■ **Task details**
Set every line of the listing down again, keeping it identical.

■ **Supplied data**
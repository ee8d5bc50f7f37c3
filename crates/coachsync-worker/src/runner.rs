//! Worker loop: drains both pipelines and runs the reconciliation timers.

use std::sync::Arc;
use std::time::{Duration, Instant};

use tokio::sync::watch;
use tokio::time;

use coachsync_core::config::WorkerConfig;

use crate::dispatcher::OutboxDispatcher;
use crate::mirror::UpstreamMirror;
use crate::notification::{NotificationPlanner, NotificationWorker};

/// A low-frequency task gated by elapsed wall-clock time.
#[derive(Debug, Clone)]
pub struct IntervalTimer {
    interval: Duration,
    last_run: Option<Instant>,
}

impl IntervalTimer {
    /// A timer that is due immediately, then every `interval`.
    pub fn new(interval: Duration) -> Self {
        Self {
            interval,
            last_run: None,
        }
    }

    /// Whether the interval has elapsed since the last run.
    pub fn is_due(&self, now: Instant) -> bool {
        match self.last_run {
            None => true,
            Some(last) => now.saturating_duration_since(last) >= self.interval,
        }
    }

    /// Record a run at `now`.
    pub fn mark_run(&mut self, now: Instant) {
        self.last_run = Some(now);
    }
}

/// The three reconciliation timers, each with its own last-run time.
#[derive(Debug, Clone)]
pub struct ReconciliationTimers {
    pub full_resync: IntervalTimer,
    pub user_poll: IntervalTimer,
    pub planning: IntervalTimer,
}

impl ReconciliationTimers {
    /// Timers from worker configuration.
    pub fn from_config(config: &WorkerConfig) -> Self {
        Self {
            full_resync: IntervalTimer::new(Duration::from_secs(config.full_resync_interval_seconds)),
            user_poll: IntervalTimer::new(Duration::from_secs(config.user_poll_interval_seconds)),
            planning: IntervalTimer::new(Duration::from_secs(config.planning_interval_seconds)),
        }
    }
}

/// What one tick did.
#[derive(Debug, Clone, Default, PartialEq, Eq)]
pub struct TickReport {
    pub outbox_claimed: usize,
    pub notifications_claimed: usize,
    pub ran_full_resync: bool,
    pub ran_user_poll: bool,
    pub ran_planning: bool,
}

impl TickReport {
    /// Whether both queues came back empty.
    pub fn is_idle(&self) -> bool {
        self.outbox_claimed == 0 && self.notifications_claimed == 0
    }
}

/// Single long-lived loop driving the whole delivery engine.
#[derive(Debug)]
pub struct WorkerLoop {
    dispatcher: Arc<OutboxDispatcher>,
    worker: Arc<NotificationWorker>,
    planner: Arc<NotificationPlanner>,
    mirror: Arc<UpstreamMirror>,
    config: WorkerConfig,
    timers: ReconciliationTimers,
}

impl WorkerLoop {
    /// Create a new worker loop
    pub fn new(
        dispatcher: Arc<OutboxDispatcher>,
        worker: Arc<NotificationWorker>,
        planner: Arc<NotificationPlanner>,
        mirror: Arc<UpstreamMirror>,
        config: WorkerConfig,
    ) -> Self {
        let timers = ReconciliationTimers::from_config(&config);
        Self {
            dispatcher,
            worker,
            planner,
            mirror,
            config,
            timers,
        }
    }

    /// Run until the cancel signal flips to `true`.
    ///
    /// Sleeps between ticks only when both queues were empty. The current
    /// tick always finishes before the loop exits.
    pub async fn run(&mut self, mut cancel: watch::Receiver<bool>) {
        tracing::info!(
            "Worker loop started: poll_interval={}ms, outbox_batch={}, notification_batch={}, push_enabled={}",
            self.config.poll_interval_ms,
            self.config.outbox_batch_size,
            self.config.notification_batch_size,
            self.worker.is_enabled()
        );

        let poll_interval = self.config.poll_interval();

        loop {
            if *cancel.borrow() {
                break;
            }

            let report = self.tick().await;
            if !report.is_idle() {
                continue;
            }

            tokio::select! {
                changed = cancel.changed() => {
                    if changed.is_err() || *cancel.borrow() {
                        break;
                    }
                }
                _ = time::sleep(poll_interval) => {}
            }
        }

        tracing::info!("Worker loop shut down");
    }

    /// One pass: an outbox batch, a notification batch, then any due timers.
    /// Every branch logs its own failure and never aborts the tick.
    pub async fn tick(&mut self) -> TickReport {
        let mut report = TickReport::default();

        match self.dispatcher.dispatch_batch(self.config.outbox_batch_size).await {
            Ok(claimed) => report.outbox_claimed = claimed,
            Err(e) => tracing::error!("Outbox dispatch failed: {}", e),
        }

        if self.worker.is_enabled() {
            match self
                .worker
                .process_batch(self.config.notification_batch_size)
                .await
            {
                Ok(claimed) => report.notifications_claimed = claimed,
                Err(e) => tracing::error!("Notification delivery failed: {}", e),
            }
        }

        let now = Instant::now();

        if self.timers.full_resync.is_due(now) {
            self.timers.full_resync.mark_run(now);
            report.ran_full_resync = true;
            if let Err(e) = self.mirror.full_resync().await {
                tracing::error!("Full resync failed: {}", e);
            }
        }

        if self.timers.user_poll.is_due(now) {
            self.timers.user_poll.mark_run(now);
            report.ran_user_poll = true;
            if let Err(e) = self.mirror.poll_users().await {
                tracing::error!("User poll failed: {}", e);
            }
        }

        if self.timers.planning.is_due(now) {
            self.timers.planning.mark_run(now);
            report.ran_planning = true;
            if let Err(e) = self.planner.sync_jobs_for_all_users().await {
                tracing::error!("Reminder planning failed: {}", e);
            }
        }

        report
    }
}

■ **Exercise answer**
repository ee8d5bc50f7f37c3
filename crates/coachsync-worker/src/runner.rs
//! Worker loop: drains both pipelines and runs the reconciliation timers.

use std::sync::Arc;
use std::time::{Duration, Instant};

use tokio::sync::watch;
use tokio::time;

use coachsync_core::config::WorkerConfig;

use crate::dispatcher::OutboxDispatcher;
use crate::mirror::UpstreamMirror;
use crate::notification::{NotificationPlanner, NotificationWorker};

/// A low-frequency task gated by elapsed wall-clock time.
#[derive(Debug, Clone)]
pub struct IntervalTimer {
    interval: Duration,
    last_run: Option<Instant>,
}

impl IntervalTimer {
    /// A timer that is due immediately, then every `interval`.
    pub fn new(interval: Duration) -> Self {
        Self {
            interval,
            last_run: None,
        }
    }

    /// Whether the interval has elapsed since the last run.
    pub fn is_due(&self, now: Instant) -> bool {
        match self.last_run {
            None => true,
            Some(last) => now.saturating_duration_since(last) >= self.interval,
        }
    }

    /// Record a run at `now`.
    pub fn mark_run(&mut self, now: Instant) {
        self.last_run = Some(now);
    }
}

/// The three reconciliation timers, each with its own last-run time.
#[derive(Debug, Clone)]
pub struct ReconciliationTimers {
    pub full_resync: IntervalTimer,
    pub user_poll: IntervalTimer,
    pub planning: IntervalTimer,
}

impl ReconciliationTimers {
    /// Timers from worker configuration.
    pub fn from_config(config: &WorkerConfig) -> Self {
        Self {
            full_resync: IntervalTimer::new(Duration::from_secs(config.full_resync_interval_seconds)),
            user_poll: IntervalTimer::new(Duration::from_secs(config.user_poll_interval_seconds)),
            planning: IntervalTimer::new(Duration::from_secs(config.planning_interval_seconds)),
        }
    }
}

/// What one tick did.
#[derive(Debug, Clone, Default, PartialEq, Eq)]
pub struct TickReport {
    pub outbox_claimed: usize,
    pub notifications_claimed: usize,
    pub ran_full_resync: bool,
    pub ran_user_poll: bool,
    pub ran_planning: bool,
}

impl TickReport {
    /// Whether both queues came back empty.
    pub fn is_idle(&self) -> bool {
        self.outbox_claimed == 0 && self.notifications_claimed == 0
    }
}

/// Single long-lived loop driving the whole delivery engine.
#[derive(Debug)]
pub struct WorkerLoop {
    dispatcher: Arc<OutboxDispatcher>,
    worker: Arc<NotificationWorker>,
    planner: Arc<NotificationPlanner>,
    mirror: Arc<UpstreamMirror>,
    config: WorkerConfig,
    timers: ReconciliationTimers,
}

impl WorkerLoop {
    /// Create a new worker loop
    pub fn new(
        dispatcher: Arc<OutboxDispatcher>,
        worker: Arc<NotificationWorker>,
        planner: Arc<NotificationPlanner>,
        mirror: Arc<UpstreamMirror>,
        config: WorkerConfig,
    ) -> Self {
        let timers = ReconciliationTimers::from_config(&config);
        Self {
            dispatcher,
            worker,
            planner,
            mirror,
            config,
            timers,
        }
    }

    /// Run until the cancel signal flips to `true`.
    ///
    /// Sleeps between ticks only when both queues were empty. The current
    /// tick always finishes before the loop exits.
    pub async fn run(&mut self, mut cancel: watch::Receiver<bool>) {
        tracing::info!(
            "Worker loop started: poll_interval={}ms, outbox_batch={}, notification_batch={}, push_enabled={}",
            self.config.poll_interval_ms,
            self.config.outbox_batch_size,
            self.config.notification_batch_size,
            self.worker.is_enabled()
        );

        let poll_interval = self.config.poll_interval();

        loop {
            if *cancel.borrow() {
                break;
            }

            let report = self.tick().await;
            if !report.is_idle() {
                continue;
            }

            tokio::select! {
                changed = cancel.changed() => {
                    if changed.is_err() || *cancel.borrow() {
                        break;
                    }
                }
                _ = time::sleep(poll_interval) => {}
            }
        }

        tracing::info!("Worker loop shut down");
    }

    /// One pass: an outbox batch, a notification batch, then any due timers.
    /// Every branch logs its own failure and never aborts the tick.
    pub async fn tick(&mut self) -> TickReport {
        let mut report = TickReport::default();

        match self.dispatcher.dispatch_batch(self.config.outbox_batch_size).await {
            Ok(claimed) => report.outbox_claimed = claimed,
            Err(e) => tracing::error!("Outbox dispatch failed: {}", e),
        }

        if self.worker.is_enabled() {
            match self
                .worker
                .process_batch(self.config.notification_batch_size)
                .await
            {
                Ok(claimed) => report.notifications_claimed = claimed,
                Err(e) => tracing::error!("Notification delivery failed: {}", e),
            }
        }

        let now = Instant::now();

        if self.timers.full_resync.is_due(now) {
            self.timers.full_resync.mark_run(now);
            report.ran_full_resync = true;
            if let Err(e) = self.mirror.full_resync().await {
                tracing::error!("Full resync failed: {}", e);
            }
        }

        if self.timers.user_poll.is_due(now) {
            self.timers.user_poll.mark_run(now);
            report.ran_user_poll = true;
            if let Err(e) = self.mirror.poll_users().await {
                tracing::error!("User poll failed: {}", e);
            }
        }

        if self.timers.planning.is_due(now) {
            self.timers.planning.mark_run(now);
            report.ran_planning = true;
            if let Err(e) = self.planner.sync_jobs_for_all_users().await {
                tracing::error!("Reminder planning failed: {}", e);
            }
        }

        report
    }
}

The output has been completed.